(Dataset entries)
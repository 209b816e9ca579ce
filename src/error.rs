//! Error types for sync operations

use std::error::Error;
use std::fmt;
use std::io;

/// Result type for sync operations
pub type SyncResult<T> = Result<T, SyncError>;

/// Main error type for the reconciliation engine
#[derive(Debug)]
pub enum SyncError {
	/// Listing one side failed; fatal before a plan is built
	Scan { side: &'static str, source: Box<dyn Error + Send + Sync> },

	/// A plan item is missing its required counterpart
	Invariant { path: String, message: &'static str },

	/// An operation failed after its allowed attempts
	Transfer { name: String, attempts: u32, source: Box<SyncError> },

	/// Operation cancelled by the caller or a deadline
	Cancelled,

	/// Failure reported by the blob store backend
	Store { message: String },

	/// I/O error
	Io(io::Error),

	/// Invalid configuration
	InvalidConfig { message: String },
}

impl SyncError {
	/// True for cancellation-class errors; these propagate immediately and
	/// are never retried.
	pub fn is_cancelled(&self) -> bool {
		matches!(self, SyncError::Cancelled)
	}
}

impl fmt::Display for SyncError {
	fn fmt(&self, f: &mut fmt::Formatter<'_>) -> fmt::Result {
		match self {
			SyncError::Scan { side, source } => {
				write!(f, "failed to list {} files: {}", side, source)
			}
			SyncError::Invariant { path, message } => {
				write!(f, "{}: {}", message, path)
			}
			SyncError::Transfer { name, attempts, source } => {
				write!(f, "{} failed after {} attempts: {}", name, attempts, source)
			}
			SyncError::Cancelled => write!(f, "operation cancelled"),
			SyncError::Store { message } => write!(f, "blob store error: {}", message),
			SyncError::Io(e) => write!(f, "I/O error: {}", e),
			SyncError::InvalidConfig { message } => {
				write!(f, "invalid configuration: {}", message)
			}
		}
	}
}

impl Error for SyncError {
	fn source(&self) -> Option<&(dyn Error + 'static)> {
		match self {
			SyncError::Scan { source, .. } => Some(source.as_ref()),
			SyncError::Transfer { source, .. } => Some(source.as_ref()),
			SyncError::Io(e) => Some(e),
			_ => None,
		}
	}
}

impl From<io::Error> for SyncError {
	fn from(e: io::Error) -> Self {
		SyncError::Io(e)
	}
}

impl From<String> for SyncError {
	fn from(e: String) -> Self {
		SyncError::Store { message: e }
	}
}

#[cfg(test)]
mod tests {
	use super::*;

	#[test]
	fn test_transfer_display_keeps_cause() {
		let err = SyncError::Transfer {
			name: "pull a.txt".to_string(),
			attempts: 5,
			source: Box::new(SyncError::Store { message: "gone".to_string() }),
		};
		let msg = format!("{}", err);
		assert!(msg.contains("pull a.txt"));
		assert!(msg.contains("5 attempts"));
		assert!(msg.contains("gone"));
	}

	#[test]
	fn test_cancelled_classification() {
		assert!(SyncError::Cancelled.is_cancelled());
		assert!(!SyncError::Store { message: "x".to_string() }.is_cancelled());
	}
}

// vim: ts=4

# What you need to do
Each record needs to be copied out again, letter for letter.

# Answer to this task
repository 209b816e9ca579ce
filename src/error.rs
//! Error types for sync operations

use std::error::Error;
use std::fmt;
use std::io;

/// Result type for sync operations
pub type SyncResult<T> = Result<T, SyncError>;

/// Main error type for the reconciliation engine
#[derive(Debug)]
pub enum SyncError {
	/// Listing one side failed; fatal before a plan is built
	Scan { side: &'static str, source: Box<dyn Error + Send + Sync> },

	/// A plan item is missing its required counterpart
	Invariant { path: String, message: &'static str },

	/// An operation failed after its allowed attempts
	Transfer { name: String, attempts: u32, source: Box<SyncError> },

	/// Operation cancelled by the caller or a deadline
	Cancelled,

	/// Failure reported by the blob store backend
	Store { message: String },

	/// I/O error
	Io(io::Error),

	/// Invalid configuration
	InvalidConfig { message: String },
}

impl SyncError {
	/// True for cancellation-class errors; these propagate immediately and
	/// are never retried.
	pub fn is_cancelled(&self) -> bool {
		matches!(self, SyncError::Cancelled)
	}
}

impl fmt::Display for SyncError {
	fn fmt(&self, f: &mut fmt::Formatter<'_>) -> fmt::Result {
		match self {
			SyncError::Scan { side, source } => {
				write!(f, "failed to list {} files: {}", side, source)
			}
			SyncError::Invariant { path, message } => {
				write!(f, "{}: {}", message, path)
			}
			SyncError::Transfer { name, attempts, source } => {
				write!(f, "{} failed after {} attempts: {}", name, attempts, source)
			}
			SyncError::Cancelled => write!(f, "operation cancelled"),
			SyncError::Store { message } => write!(f, "blob store error: {}", message),
			SyncError::Io(e) => write!(f, "I/O error: {}", e),
			SyncError::InvalidConfig { message } => {
				write!(f, "invalid configuration: {}", message)
			}
		}
	}
}

impl Error for SyncError {
	fn source(&self) -> Option<&(dyn Error + 'static)> {
		match self {
			SyncError::Scan { source, .. } => Some(source.as_ref()),
			SyncError::Transfer { source, .. } => Some(source.as_ref()),
			SyncError::Io(e) => Some(e),
			_ => None,
		}
	}
}

impl From<io::Error> for SyncError {
	fn from(e: io::Error) -> Self {
		SyncError::Io(e)
	}
}

impl From<String> for SyncError {
	fn from(e: String) -> Self {
		SyncError::Store { message: e }
	}
}

#[cfg(test)]
mod tests {
	use super::*;

	#[test]
	fn test_transfer_display_keeps_cause() {
		let err = SyncError::Transfer {
			name: "pull a.txt".to_string(),
			attempts: 5,
			source: Box::new(SyncError::Store { message: "gone".to_string() }),
		};
		let msg = format!("{}", err);
		assert!(msg.contains("pull a.txt"));
		assert!(msg.contains("5 attempts"));
		assert!(msg.contains("gone"));
	}

	#[test]
	fn test_cancelled_classification() {
		assert!(SyncError::Cancelled.is_cancelled());
		assert!(!SyncError::Store { message: "x".to_string() }.is_cancelled());
	}
}

// vim: ts=4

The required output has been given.